Friday, April 16, 2010

Civil Fraud?

According the the Wall Street Journal today, the Securities and Exchange Commission has charged Goldman Sachs with "Civil Fraud," for part of their role in the whole mortgage backed securities/collateralized debt obligation mess that was at the center of the financial crisis.

Civil Fraud? Why not criminal charges? Why not a referral to the Justice Department for an indictment? Well, it is simple and sad.

By going with civil fraud - the equivalent of a lawsuit - the kids at Mary Schapiro's SEC get to look like they did their job when they have not. By going with the tough sounding civil fraud method, Schapiro gives the thieves at Goldman an easy and painless out. Schapiro basically gets to look heroic while making sure her pal Blankfein never has to break a sweat on this.

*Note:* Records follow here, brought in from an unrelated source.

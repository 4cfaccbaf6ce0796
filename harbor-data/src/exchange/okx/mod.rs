use self::{
    book::OkxBookTransformer, channel::OkxChannel, market::OkxMarket,
    subscription::OkxSubResponse, trade::OkxTrades,
};
use crate::{
    ExchangeWsStream, NoInitialSnapshots,
    exchange::{Connector, PingInterval, StreamSelector, subscription::ExchangeSub},
    instrument::InstrumentData,
    subscriber::{WebSocketSubscriber, validator::WebSocketSubValidator},
    subscription::{book::OrderBooksL2, trade::PublicTrades},
    transformer::stateless::StatelessTransformer,
};
use harbor_instrument::{asset::AssetClass, exchange::VenueId};
use harbor_integration::{
    error::SocketError,
    protocol::websocket::{WebSocketSerdeParser, WsMessage},
};
use serde_json::json;
use url::Url;

/// Checksummed OrderBook types for [`Okx`].
pub mod book;

/// Defines the type that translates a Harbor [`Subscription`](crate::subscription::Subscription)
/// into a venue [`Connector`] specific channel used for generating [`Connector::requests`].
pub mod channel;

/// Defines the type that translates a Harbor [`Subscription`](crate::subscription::Subscription)
/// into a venue [`Connector`] specific market used for generating [`Connector::requests`].
pub mod market;

/// [`Subscription`](crate::subscription::Subscription) response type and response
/// [`Validator`](harbor_integration::Validator) for [`Okx`].
pub mod subscription;

/// Public trade types for [`Okx`].
pub mod trade;

/// [`Okx`] server base url.
///
/// See docs: <https://www.okx.com/docs-v5/en/#overview-websocket>
pub const BASE_URL_OKX: &str = "wss://ws.okx.com:8443/ws/v5/public";

/// [`Okx`] custom application-level ping interval.
const PING_INTERVAL_OKX: std::time::Duration = std::time::Duration::from_secs(25);

/// Convenient type alias for an Okx [`ExchangeWsStream`] using [`WebSocketSerdeParser`].
pub type OkxWsStream<Transformer> = ExchangeWsStream<WebSocketSerdeParser, Transformer>;

/// [`Okx`] venue.
///
/// See docs: <https://www.okx.com/docs-v5/en/#overview-websocket>
#[derive(Copy, Clone, Eq, PartialEq, Ord, PartialOrd, Hash, Debug, Default)]
pub struct Okx;

impl Connector for Okx {
    const ID: VenueId = VenueId::Okx;
    type Channel = OkxChannel;
    type Market = OkxMarket;
    type Subscriber = WebSocketSubscriber;
    type SubValidator = WebSocketSubValidator;
    type SubResponse = OkxSubResponse;

    fn url() -> Result<Url, SocketError> {
        Url::parse(BASE_URL_OKX).map_err(SocketError::UrlParse)
    }

    fn ping_interval() -> Option<PingInterval> {
        Some(PingInterval {
            interval: tokio::time::interval(PING_INTERVAL_OKX),
            ping: || WsMessage::text("ping"),
        })
    }

    fn requests(exchange_subs: Vec<ExchangeSub<Self::Channel, Self::Market>>) -> Vec<WsMessage> {
        let args = exchange_subs
            .into_iter()
            .map(|ExchangeSub { channel, market }| {
                json!({
                    "channel": channel.as_ref(),
                    "instId": market.as_ref()
                })
            })
            .collect::<Vec<_>>();

        vec![WsMessage::text(
            json!({
                "op": "subscribe",
                "args": args
            })
            .to_string(),
        )]
    }

    fn supports_asset(asset: AssetClass) -> bool {
        matches!(
            asset,
            AssetClass::Spot | AssetClass::PerpetualSwap | AssetClass::Options
        )
    }
}

impl<Instrument> StreamSelector<Instrument, PublicTrades> for Okx
where
    Instrument: InstrumentData,
{
    type SnapFetcher = NoInitialSnapshots;
    type Stream =
        OkxWsStream<StatelessTransformer<Self, Instrument::Key, PublicTrades, OkxTrades>>;
}

impl<Instrument> StreamSelector<Instrument, OrderBooksL2> for Okx
where
    Instrument: InstrumentData,
{
    type SnapFetcher = NoInitialSnapshots;
    type Stream = OkxWsStream<OkxBookTransformer<Instrument::Key>>;
}

impl<'de> serde::Deserialize<'de> for Okx {
    fn deserialize<D>(deserializer: D) -> Result<Self, D::Error>
    where
        D: serde::de::Deserializer<'de>,
    {
        let input = <String as serde::Deserialize>::deserialize(deserializer)?;
        if input.as_str() == Self::ID.as_str() {
            Ok(Self)
        } else {
            Err(serde::de::Error::invalid_value(
                serde::de::Unexpected::Str(input.as_str()),
                &Self::ID.as_str(),
            ))
        }
    }
}

impl serde::Serialize for Okx {
    fn serialize<S>(&self, serializer: S) -> Result<S::Ok, S::Error>
    where
        S: serde::ser::Serializer,
    {
        serializer.serialize_str(Self::ID.as_str())
    }
}
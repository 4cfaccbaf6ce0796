use crate::error::SocketError;
use futures::Stream;

/// Contains useful `WebSocket` type aliases and a default `WebSocket` implementation of a
/// [`StreamParser`].
pub mod websocket;

/// Contains HTTP client capable of executing signed & unsigned requests, as well as an associated
/// execution oriented HTTP request.
pub mod http;

/// `StreamParser`s are capable of parsing the input messages from a given stream protocol
/// (eg/ WebSocket, Financial Information eXchange (FIX), etc.) and deserialising into an `Output`.
pub trait StreamParser<Output> {
    type Stream: Stream;
    type Message;
    type Error;

    fn parse(input: Result<Self::Message, Self::Error>) -> Option<Result<Output, SocketError>>;
}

Why? Because within the next 12 months, Goldman will quietly settle with the SEC for a relatively small sum and not have to admit any wrongdoing. That is what almost always happens in these "civil fraud" cases. And once the settlement is paid and the papers signed, Goldman can go right back to the same stuff they were doing, but this time with impunity. And you can bet that the settlement will somehow be paid with our money.

Had Schapiro actually done her job at any level and brought criminal charges against Goldman executives, they would have had to defend themselves in a public trial. No secret settlement deal (likely to be announced on a Sunday). None of this pointless "without admitting any wrongdoing" that is so popular among the financial regulators.

In effect, Goldman will be paying the government to go away. With Mary Schapiro's blessing. By not having to defend their criminal actions, Blankfein and his band of financial pirates can happily sail off and look for other victims to pillage.

Given that the "financial crisis" cost the taxpayers of this country trillions of dollars and millions of jobs, one would hope that the lazy regulators might wake up and actually enforce a law. Throw handcuffs on Blankfein and see how he looks in an orange jumpsuit.

I find is somewhat mystifying that a CEO can go to prison for an umbrella stand, but not for literally fleecing a nation by illegally manipulating markets to maximize profit at the cost of their own investors and clients. In case nobody remembers, the execs at Enron went to jail for doing pretty much the same things.

Yet Blankfein (Goldman), Fuld (Lehman), Schwartz (Bear), Lewis (BofA), Mozillo (Countrywide), Thain (Merrill) and the rest are going to get away with it if the ever lazy and incompetent Schapiro has her way. She has no interest in actually enforcing the laws she has sworn to uphold. Her interest is in protecting her friends. Just like Bernanke, Geithner and the rest.

See, they think and say that their first priority is to protect the banks and Wall Street pirates. Not so. Their actual job - were they to do it - is to protect us from them.

But that won't happen. Not with this already failed crew. They showed us that in 2008 when they all ignored Lehman's manipulations and Lewis' lies. Mozillo's amazingly corrupt practices. Schwartz's criminal declarations of fiscal health while his firm was on life support. Dimon's manipulation of government to enhance his firm at our expense. Schapiro's total ignorance of Madoff and Stanford's fraud.

This I put squarely at the president's feet. He kept Schapiro and the rest of the gang that couldn't regulate in place. He rehired them from the Bush administration. After their failure was obvious. He has allowed the regulators to continue to not do their jobs while seeking more regulation to be ignored.

I have said it before and will say it again. We do not need more regulation or new agencies. There are already more than enough laws, regulations and agencies. We need effective agencies, regulators and enforcers. Not the Wall Street CEO sycophants we now have. We need actual people of integrity in these positions and not recycled failures like Schapiro, Geithner and Bernanke. This is Obama's failure and only he as president can fix it by firing this lot.

I challenge the president to fire these losers and hire people that were not at the core of the meltdown. People that do not cower when a Blankfein or Dimon speaks.

And come November, we need a new Congress. One that will actually take these clowns to task. A Congress that will stop dragging CEO's to meaningless hearings held for the sole purpose of saying they held a hearing. A Congress that will drag Schapiro in and ask her bluntly, "So when do you intend to actually enforce a real law?" A Congress that will ask Geithner why he cannot use existing regulation. A Congress that will call Bernanke out for concealing the shell game the Fed has played with our money.

At this point, my attitude is that if they were in office in 2008, then it is time for them to go. All of them. Because they all knew the game that was afoot and they all ignored it, lied to us and then went home to stash their loot.

Come November, the most important qualification for elective office is to not currently be in elective office.

Come November, we the long suffering people will have to effect the change we want ourselves. One vote at a time at the ballot box.

Come November, the choice is ours. More of the same lies and diversions or a government that actually works.